The subunit approach
Subunit Approach
A subunit vaccine is one that only uses the very specific parts (the subunits) of a virus or bacterium that the immune system needs to recognize. It does not contain the whole microbe or use a safe virus as a vector. The subunits may be proteins or sugars. Most of the vaccines on the childhood schedule are subunit vaccines protecting people from diseases such as whooping cough, tetanus, diphtheria and meningococcal meningitis.
Genetic Approach
The genetic approach (nucleic acid vaccine)
Unlike vaccine approaches that use either a weakened or dead whole microbe or parts of one, a nucleic acid vaccine just uses a section of genetic material that provides the instructions for specific proteins, not the whole microbe. DNA and RNA are the instructions our cells use to make proteins. In our cells, DNA is first turned into messenger RNA, which is then used as the blueprint to make specific proteins.
DNA and mRNA
A nucleic acid vaccine delivers a specific set of instructions to our cells, either as DNA or mRNA, for them to make the specific protein that we want our immune system to recognize and respond to.
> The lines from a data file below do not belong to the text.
use std::cell::RefCell;
use std::rc::Rc;
use std::sync::atomic::{AtomicBool, Ordering};
use std::sync::{Arc, Mutex};

use leptos::prelude::*;
use log::{debug, warn};
use wasm_bindgen::prelude::*;
use web_sys::{CanvasRenderingContext2d, HtmlCanvasElement, MouseEvent, Window};

use super::render;
use super::state::ForceGraphState;
use crate::analysis::RankedGraph;

fn window_size(window: &Window) -> (f64, f64) {
	(
		window
			.inner_width()
			.ok()
			.and_then(|v| v.as_f64())
			.unwrap_or(800.0),
		window
			.inner_height()
			.ok()
			.and_then(|v| v.as_f64())
			.unwrap_or(600.0),
	)
}

fn pointer_position(canvas: &HtmlCanvasElement, ev: &MouseEvent) -> (f64, f64) {
	let rect = canvas.get_bounding_client_rect();
	(
		ev.client_x() as f64 - rect.left(),
		ev.client_y() as f64 - rect.top(),
	)
}

fn update_cursor(canvas: &HtmlCanvasElement, state: &ForceGraphState) {
	let _ = web_sys::HtmlElement::style(canvas).set_property("cursor", state.cursor());
}

#[component]
pub fn ForceGraphCanvas(
	#[prop(into)] data: Signal<RankedGraph>,
	#[prop(default = false)] fullscreen: bool,
	#[prop(default = None)] width: Option<f64>,
	#[prop(default = None)] height: Option<f64>,
) -> impl IntoView {
	let canvas_ref = NodeRef::<leptos::html::Canvas>::new();
	let state: Rc<RefCell<Option<ForceGraphState>>> = Rc::new(RefCell::new(None));
	let animate: Rc<RefCell<Option<Closure<dyn FnMut(f64)>>>> = Rc::new(RefCell::new(None));
	let unmounted = Arc::new(AtomicBool::new(false));
	let resize_handle: Arc<Mutex<Option<WindowListenerHandle>>> = Arc::new(Mutex::new(None));
	let (state_init, animate_init, unmounted_init, resize_handle_init) = (
		state.clone(),
		animate.clone(),
		unmounted.clone(),
		resize_handle.clone(),
	);

	on_cleanup(move || {
		unmounted.store(true, Ordering::Relaxed);
		if let Some(handle) = resize_handle.lock().ok().and_then(|mut slot| slot.take()) {
			handle.remove();
		}
	});

	Effect::new(move |_| {
		let Some(canvas) = canvas_ref.get() else {
			return;
		};
		if state_init.borrow().is_some() {
			return;
		}
		let canvas: HtmlCanvasElement = canvas.into();
		let Some(window) = web_sys::window() else {
			return;
		};

		let (w, h) = if fullscreen {
			window_size(&window)
		} else {
			(
				width.unwrap_or_else(|| {
					canvas
						.parent_element()
						.map(|p| p.client_width() as f64)
						.unwrap_or(800.0)
				}),
				height.unwrap_or_else(|| {
					canvas
						.parent_element()
						.map(|p| p.client_height() as f64)
						.unwrap_or(600.0)
				}),
			)
		};
		canvas.set_width(w as u32);
		canvas.set_height(h as u32);

		let Some(ctx) = canvas
			.get_context("2d")
			.ok()
			.flatten()
			.and_then(|c| c.dyn_into::<CanvasRenderingContext2d>().ok())
		else {
			warn!("canvas has no 2d context");
			return;
		};
		let seed = js_sys::Date::now() as u64;
		*state_init.borrow_mut() = Some(ForceGraphState::new(&data.get_untracked(), w, h, seed));

		if fullscreen {
			let (state_resize, canvas_resize) = (state_init.clone(), canvas.clone());
			let handle = window_event_listener(leptos::ev::resize, move |_| {
				let Some(win) = web_sys::window() else {
					return;
				};
				let (nw, nh) = window_size(&win);
				canvas_resize.set_width(nw as u32);
				canvas_resize.set_height(nh as u32);
				if let Some(ref mut s) = *state_resize.borrow_mut() {
					s.resize(nw, nh);
				}
			});
			if let Ok(mut slot) = resize_handle_init.lock() {
				*slot = Some(handle);
			}
		}

		let (state_anim, animate_inner, canvas_anim, unmounted_anim) = (
			state_init.clone(),
			animate_init.clone(),
			canvas.clone(),
			unmounted_init.clone(),
		);
		*animate_init.borrow_mut() = Some(Closure::new(move |timestamp: f64| {
			let cancelled = unmounted_anim.load(Ordering::Relaxed) || !canvas_anim.is_connected();
			let running = match *state_anim.borrow_mut() {
				Some(ref mut s) => {
					if cancelled {
						s.stop();
					} else {
						s.tick(timestamp / 1000.0);
						render::render(s, &ctx);
					}
					s.is_running()
				}
				None => false,
			};
			if !running {
				debug!("canvas released, ending animation loop");
				let _ = animate_inner.borrow_mut().take();
				return;
			}
			if let Some(ref cb) = *animate_inner.borrow() {
				if let Some(win) = web_sys::window() {
					let _ = win.request_animation_frame(cb.as_ref().unchecked_ref());
				}
			}
		}));
		if let Some(ref cb) = *animate_init.borrow() {
			let _ = window.request_animation_frame(cb.as_ref().unchecked_ref());
		}
	});

	let state_data = state.clone();
	Effect::new(move |prev: Option<()>| {
		let graph = data.get();
		// The first run is covered by the setup effect above.
		if prev.is_none() {
			return;
		}
		if let Some(ref mut s) = *state_data.borrow_mut() {
			s.replace_data(&graph);
		}
	});

	let state_md = state.clone();
	let on_mousedown = move |ev: MouseEvent| {
		let Some(canvas) = canvas_ref.get() else {
			return;
		};
		let canvas: HtmlCanvasElement = canvas.into();
		let (x, y) = pointer_position(&canvas, &ev);
		if let Some(ref mut s) = *state_md.borrow_mut() {
			s.pointer_down(x, y);
			update_cursor(&canvas, s);
		}
	};

	let state_mm = state.clone();
	let on_mousemove = move |ev: MouseEvent| {
		let Some(canvas) = canvas_ref.get() else {
			return;
		};
		let canvas: HtmlCanvasElement = canvas.into();
		let (x, y) = pointer_position(&canvas, &ev);
		if let Some(ref mut s) = *state_mm.borrow_mut() {
			s.pointer_move(x, y);
			update_cursor(&canvas, s);
		}
	};

	let state_mu = state.clone();
	let on_mouseup = move |_: MouseEvent| {
		let Some(canvas) = canvas_ref.get() else {
			return;
		};
		let canvas: HtmlCanvasElement = canvas.into();
		if let Some(ref mut s) = *state_mu.borrow_mut() {
			s.pointer_up();
			update_cursor(&canvas, s);
		}
	};

	let state_ml = state.clone();
	let on_mouseleave = move |_: MouseEvent| {
		let Some(canvas) = canvas_ref.get() else {
			return;
		};
		let canvas: HtmlCanvasElement = canvas.into();
		if let Some(ref mut s) = *state_ml.borrow_mut() {
			s.pointer_leave();
			update_cursor(&canvas, s);
		}
	};

	view! {
		<canvas
			node_ref=canvas_ref
			class="force-graph-canvas"
			on:mousedown=on_mousedown
			on:mousemove=on_mousemove
			on:mouseup=on_mouseup
			on:mouseleave=on_mouseleave
			style="display: block; cursor: default;"
		/>
	}
}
The nucleic acid approach is a new way of developing vaccines. Before the COVID-19 pandemic, none had yet been through the full approvals process for use in humans, though some DNA vaccines, including for particular cancers, were undergoing human trials. Because of the pandemic, research in this area has progressed very fast and some mRNA vaccines for COVID-19 are getting emergency use authorization, which means they can now be given to people beyond using them only in clinical trials.